Grime Done Sold Out

This article from Robert Leedham gives a brief and accurate analysis of the recent commericalisation of grime, or British hip hop as the mainstream press likes to call it, into a poptastic product that wouldn’t look out of place in a copy of Smash Hits. Dizzee’s Dance Wiv Me is targeted as a key offender in breaking the levies for respected MCs to churn out pop music with rapping on it.

And this is singled out as the latest, and perhaps most embarrassing, episode in that saga. This is currently No. 1 in the UK singles chart and I can’t be held responsible for how watching this will make you feel, mentally or physically.

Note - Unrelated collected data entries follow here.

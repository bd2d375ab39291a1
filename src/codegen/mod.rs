//! Output generation: C# helper files and T-SQL scripts.
//!
//! Every artifact is rendered into a `String` first and written with a
//! single call, so a failed render never leaves a partial file behind.

pub mod code_writer;
pub mod helper_docs;
pub mod helper_file;
pub mod schema_xml;
pub mod sql_init;
pub mod xml_fragments;

use std::path::Path;

use crate::error::SchemaCompilerError;

pub use code_writer::CodeWriter;
pub use helper_file::{write_components_helper, write_helper, write_storage_helper, HelperNamespaces};
pub use sql_init::{write_init, write_upgrade, LEARNING_STORE_ROLE};

/// Write a rendered artifact, creating parent directories as needed
pub fn write_output(path: &Path, contents: &str) -> Result<(), SchemaCompilerError> {
    let to_error = |source| SchemaCompilerError::OutputWriteError {
        path: path.to_path_buf(),
        source,
    };

    if let Some(parent) = path.parent() {
        if !parent.as_os_str().is_empty() {
            std::fs::create_dir_all(parent).map_err(to_error)?;
        }
    }
    std::fs::write(path, contents).map_err(to_error)
}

The most bemusing part of these ploys to capture a pop audience is just how radically acts will change the sound of their music. Whether you like Roll Deep or not, they were pioneers in their own right and carved out a unique sound with in-house production. Chart toppers Dizzee, Wiley and Tynchy Stryder came from the camp – which is/was something like grime’s answer to Wu-Tang. This, for instance, is miles away from the above.



Things had started to look up - Tinie Tempah’s recent hit Pass Out saturated the radiowaves, yet retained enough of an edge to gain respect from his peers and sounded authentic.

As Leedham points out in his piece, the outcome of Giggs’ official debut may be crucial in redefining the rules for playing on a commercial field. As hated as the base lyrical content born in the US has become today, hope that Giggs’ LP is unashamed malevolent ignorance over big, non-4-beat backdrops. He might be able to bring some balance to the mainstream and re-write what is and what isn’t allowed. We’ll see.